The original question addresses a specific narrow use case. For those who need more generic answers here are some examples:
Creating a new column using data from other columns
Given the dataframe below:
import pandas as pd
import numpy as np
df = pd.DataFrame([['dog', 'hound', 5],
['cat', 'ragdoll', 1]],
columns=['animal', 'type', 'age'])
In[1]:
Out[1]:
animal type age
----------------------
0 dog hound 5
1 cat ragdoll 1
Below we are adding a new description
column as a concatenation of other columns by using the +
operation which is overridden for series.
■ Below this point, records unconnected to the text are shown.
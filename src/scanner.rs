use log::{debug, info, warn};
use std::collections::{BTreeMap, BTreeSet, HashMap, HashSet};
use std::ffi::OsStr;
use std::path::{Path, PathBuf};
use walkdir::WalkDir;

use crate::error::{FaceFindError, Result};
use crate::extractor::{EmbeddingExtractor, FaceEmbedder, ImageFaceSet};

/// Directory names that are never descended into.
#[derive(Debug, Clone, Default, PartialEq, Eq)]
pub struct SkipList(BTreeSet<String>);

impl SkipList {
    pub fn new() -> Self {
        Self::default()
    }

    pub fn insert(&mut self, name: impl Into<String>) {
        self.0.insert(name.into());
    }

    pub fn contains(&self, name: &OsStr) -> bool {
        name.to_str().is_some_and(|name| self.0.contains(name))
    }

    pub fn len(&self) -> usize {
        self.0.len()
    }

    pub fn is_empty(&self) -> bool {
        self.0.is_empty()
    }
}

impl<S: Into<String>> FromIterator<S> for SkipList {
    fn from_iter<I: IntoIterator<Item = S>>(iter: I) -> Self {
        Self(iter.into_iter().map(Into::into).collect())
    }
}

impl<S: Into<String>> Extend<S> for SkipList {
    fn extend<I: IntoIterator<Item = S>>(&mut self, iter: I) {
        self.0.extend(iter.into_iter().map(Into::into));
    }
}

/// One image that contained at least one face.
#[derive(Debug, Clone)]
pub struct ScanEntry {
    /// Display key, assigned in traversal order starting at 1.
    pub key: usize,
    /// Canonical path; the stable identity of the entry.
    pub path: PathBuf,
    pub faces: ImageFaceSet,
}

/// Images with faces found under a scan root.
///
/// Every entry holds a non-empty face set. Keys increase with traversal order.
#[derive(Debug, Clone, Default)]
pub struct ScanResult {
    entries: BTreeMap<usize, ScanEntry>,
    by_path: HashMap<PathBuf, usize>,
}

impl ScanResult {
    fn push(&mut self, path: PathBuf, faces: ImageFaceSet) -> Option<usize> {
        debug_assert!(!faces.is_empty());
        if self.by_path.contains_key(&path) {
            return None;
        }
        let key = self.entries.keys().next_back().map_or(1, |last| last + 1);
        self.by_path.insert(path.clone(), key);
        self.entries.insert(key, ScanEntry { key, path, faces });
        Some(key)
    }

    pub fn len(&self) -> usize {
        self.entries.len()
    }

    pub fn is_empty(&self) -> bool {
        self.entries.is_empty()
    }

    pub fn get(&self, key: usize) -> Option<&ScanEntry> {
        self.entries.get(&key)
    }

    /// Look an entry up by file path; relative paths are canonicalized first.
    pub fn get_by_path(&self, path: &Path) -> Option<&ScanEntry> {
        let canonical = path.canonicalize().ok()?;
        self.by_path.get(&canonical).and_then(|key| self.get(*key))
    }

    /// Entries in key order.
    pub fn iter(&self) -> impl Iterator<Item = &ScanEntry> {
        self.entries.values()
    }
}

impl IntoIterator for ScanResult {
    type Item = ScanEntry;
    type IntoIter = std::collections::btree_map::IntoValues<usize, ScanEntry>;

    fn into_iter(self) -> Self::IntoIter {
        self.entries.into_values()
    }
}

/// Walks a directory tree and collects the face sets of every image in it.
pub struct DirectoryScanner<'a, M> {
    extractor: &'a mut EmbeddingExtractor<M>,
}

impl<'a, M: FaceEmbedder> DirectoryScanner<'a, M> {
    pub fn new(extractor: &'a mut EmbeddingExtractor<M>) -> Self {
        Self { extractor }
    }

    /// Depth-first, siblings in file name order, so keys are reproducible for
    /// an unchanged tree. Directories named in `skip` are pruned with their
    /// contents; `root` itself is always visited.
    pub fn scan(&mut self, root: &Path, skip: &SkipList) -> Result<ScanResult> {
        if !root.is_dir() {
            return Err(FaceFindError::DirectoryNotFound(root.to_path_buf()));
        }

        let mut result = ScanResult::default();
        // canonical paths already handed to the extractor
        let mut visited = HashSet::new();
        let walker = WalkDir::new(root)
            .follow_links(false)
            .sort_by_file_name()
            .into_iter()
            .filter_entry(|e| {
                e.depth() == 0 || !(e.file_type().is_dir() && skip.contains(e.file_name()))
            });

        for entry in walker {
            let entry = match entry {
                Ok(entry) => entry,
                Err(err) if err.depth() == 0 => {
                    return Err(FaceFindError::Io {
                        path: root.to_path_buf(),
                        source: err.into(),
                    });
                }
                Err(err) => {
                    warn!("skipping unreadable entry: {}", err);
                    continue;
                }
            };

            if entry.file_type().is_dir() {
                info!("Traversing directory: {}", entry.path().display());
                continue;
            }

            let path = match entry.path().canonicalize() {
                Ok(path) => path,
                Err(err) => {
                    debug!("skipping {}: {}", entry.path().display(), err);
                    continue;
                }
            };
            if !visited.insert(path.clone()) {
                debug!("already scanned {}", entry.path().display());
                continue;
            }

            let faces = self.extractor.extract(entry.path())?;
            if faces.is_empty() {
                continue;
            }

            let count = faces.len();
            if let Some(key) = result.push(path, faces) {
                info!("[{}] {} face(s) in {}", key, count, entry.path().display());
            }
        }

        info!("Done: {} image(s) with faces", result.len());
        Ok(result)
    }
}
Fancy string formatting, f-strings etc won't work here since the +
applies to scalars and not 'primitive' values:
df['description'] = 'A ' + df.age.astype(str) + ' years old ' \
+ df.type + ' ' + df.animal
In [2]: df
Out[2]:
animal type age description
-------------------------------------------------
0 dog hound 5 A 5 years old hound dog
1 cat ragdoll 1 A 1 years old ragdoll cat
We get 1 years
for the cat (instead of 1 year
) which we will be fixing below using conditionals.
Modifying an existing column with conditionals
Here we are replacing the original animal
column with values from other columns, and using np.where
to set a conditional substring based on the value of age
:
# append 's' to 'age' if it's greater than 1
df.animal = df.animal + ", " + df.type + ", " + \
df.age.astype(str) + " year" + np.where(df.age > 1, 's', '')
In [3]: df
Out[3]:
animal type age
-------------------------------------
0 dog, hound, 5 years hound 5
1 cat, ragdoll, 1 year ragdoll 1
Modifying multiple columns with conditionals
A more flexible approach is to call .apply()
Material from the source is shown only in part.